Department of Electrical and Computer Engineering, University of Florida College of Medicine, Gainesville, FL, USA.
J Imaging Inform Med. 2024 Dec;37(6):2955-2966. doi: 10.1007/s10278-024-01114-w. Epub 2024 Jun 27.
Early and accurate detection of cervical lymph nodes is essential for the optimal management and staging of patients with head and neck malignancies. Pilot studies have demonstrated the potential for radiomic and artificial intelligence (AI) approaches in increasing diagnostic accuracy for the detection and classification of lymph nodes, but implementation of many of these approaches in real-world clinical settings would necessitate an automated lymph node segmentation pipeline as a first step. In this study, we aim to develop a non-invasive deep learning (DL) algorithm for detecting and automatically segmenting cervical lymph nodes in 25,119 CT slices from 221 normal neck contrast-enhanced CT scans from patients without head and neck cancer. We focused on the most challenging task of segmentation of small lymph nodes, evaluated multiple architectures, and employed U-Net and our adapted spatial context network to detect and segment small lymph nodes measuring 5-10 mm. The developed algorithm achieved a Dice score of 0.8084, indicating its effectiveness in detecting and segmenting cervical lymph nodes despite their small size. A segmentation framework successful in this task could represent an essential initial block for future algorithms aiming to evaluate small objects such as lymph nodes in different body parts, including small lymph nodes looking normal to the naked human eye but harboring early nodal metastases.

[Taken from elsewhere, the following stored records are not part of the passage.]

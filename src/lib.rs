//! Pan/tilt servo tuner library.
//!
//! Exposes the motion core, the PWM drivers, and the console adapter so
//! the binary and the integration tests share one module tree.

#![deny(unused_must_use)]

pub mod adapters;
pub mod app;
pub mod config;
pub mod control;
pub mod drivers;
pub mod error;
pub mod pins;

pub use error::{Error, Result};
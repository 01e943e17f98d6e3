//! Unified error types for the pan/tilt tuner.
//!
//! A single `Error` enum that every subsystem can convert into, keeping the
//! console and binary error handling uniform.  Hardware errors are `Copy`
//! so the control loop can log and drop them without allocation.

use core::fmt;
use std::io;

// ---------------------------------------------------------------------------
// Top-level error
// ---------------------------------------------------------------------------

/// Every fallible operation in the crate funnels into this type.
#[derive(Debug, Clone, PartialEq)]
pub enum Error {
    /// A PWM output could not be acquired or written.
    Driver(DriverError),
    /// PWM frequency is zero, negative, or not a number.
    InvalidFrequency(f64),
    /// An argument cannot be clamped into a meaningful value.
    InvalidArgument(&'static str),
    /// Configuration is invalid.
    Config(&'static str),
    /// Controller start-up failed.
    Init(&'static str),
    /// A console line could not be turned into a command.
    Command(CommandError),
}

impl fmt::Display for Error {
    fn fmt(&self, f: &mut fmt::Formatter<'_>) -> fmt::Result {
        match self {
            Self::Driver(e) => write!(f, "driver: {e}"),
            Self::InvalidFrequency(hz) => write!(f, "invalid PWM frequency: {hz} Hz"),
            Self::InvalidArgument(msg) => write!(f, "invalid argument: {msg}"),
            Self::Config(msg) => write!(f, "config: {msg}"),
            Self::Init(msg) => write!(f, "init: {msg}"),
            Self::Command(e) => write!(f, "command: {e}"),
        }
    }
}

impl std::error::Error for Error {}

// ---------------------------------------------------------------------------
// Driver errors
// ---------------------------------------------------------------------------

#[derive(Debug, Clone, Copy, PartialEq, Eq)]
pub enum DriverError {
    /// None of the candidate controllers could start the channel.
    Unavailable { channel: u32 },
    /// The PWM controller (chip) does not exist.
    ControllerNotFound { controller: u32 },
    /// Exporting the channel on the controller failed.
    Export {
        controller: u32,
        channel: u32,
        kind: io::ErrorKind,
    },
    /// Setting period, initial duty, or enable failed.
    Configure {
        controller: u32,
        channel: u32,
        kind: io::ErrorKind,
    },
    /// A duty-cycle write failed (device removed, permissions, ...).
    WriteFailed { kind: io::ErrorKind },
    /// The output was already released.
    Released,
}

impl fmt::Display for DriverError {
    fn fmt(&self, f: &mut fmt::Formatter<'_>) -> fmt::Result {
        match self {
            Self::Unavailable { channel } => {
                write!(f, "no PWM controller could drive channel {channel}")
            }
            Self::ControllerNotFound { controller } => {
                write!(f, "PWM controller {controller} not found")
            }
            Self::Export {
                controller,
                channel,
                kind,
            } => write!(f, "export of pwmchip{controller}/pwm{channel} failed ({kind})"),
            Self::Configure {
                controller,
                channel,
                kind,
            } => write!(f, "configure of pwmchip{controller}/pwm{channel} failed ({kind})"),
            Self::WriteFailed { kind } => write!(f, "duty-cycle write failed ({kind})"),
            Self::Released => write!(f, "output released"),
        }
    }
}

impl std::error::Error for DriverError {}

impl embedded_hal::pwm::Error for DriverError {
    fn kind(&self) -> embedded_hal::pwm::ErrorKind {
        embedded_hal::pwm::ErrorKind::Other
    }
}

impl From<DriverError> for Error {
    fn from(e: DriverError) -> Self {
        Self::Driver(e)
    }
}

// ---------------------------------------------------------------------------
// Command errors
// ---------------------------------------------------------------------------

/// Errors from turning a console line into an [`AppCommand`](crate::app::commands::AppCommand).
#[derive(Debug, Clone, PartialEq, Eq)]
pub enum CommandError {
    /// Unknown verb or wrong number of arguments.
    Unrecognized(String),
    /// An argument that should be a finite number is not.
    InvalidNumber(String),
}

impl fmt::Display for CommandError {
    fn fmt(&self, f: &mut fmt::Formatter<'_>) -> fmt::Result {
        match self {
            Self::Unrecognized(line) => write!(f, "not recognized: '{line}'"),
            Self::InvalidNumber(arg) => write!(f, "not a finite number: '{arg}'"),
        }
    }
}

impl std::error::Error for CommandError {}

impl From<CommandError> for Error {
    fn from(e: CommandError) -> Self {
        Self::Command(e)
    }
}

// ---------------------------------------------------------------------------
// Convenience Result alias
// ---------------------------------------------------------------------------

/// Crate-wide `Result` alias.
pub type Result<T> = core::result::Result<T, Error>;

对头颈部恶性肿瘤患者进行优化管理和分期时,早期准确检测颈部淋巴结至关重要。初步研究表明,放射组学和人工智能(AI)方法在提高淋巴结检测和分类的诊断准确性方面具有潜力,但要在实际临床环境中应用这些方法,首先需要一个自动淋巴结分割流程。在本研究中,我们旨在开发一种非侵入性深度学习(DL)算法,用于在来自221例无头颈癌患者的正常颈部增强CT扫描的25119张CT切片中检测和自动分割颈部淋巴结。我们专注于小淋巴结分割这一最具挑战性的任务,评估了多种架构,并采用U-Net和我们改进的空间上下文网络来检测和分割直径为5-10毫米的小淋巴结。所开发的算法取得了0.8084的Dice分数,表明其在检测和分割颈部淋巴结方面的有效性,尽管淋巴结尺寸较小。在此任务中成功的分割框架可能是未来算法的一个重要初始模块,这些算法旨在评估不同身体部位的小物体,如淋巴结,包括肉眼看似正常但存在早期淋巴结转移的小淋巴结。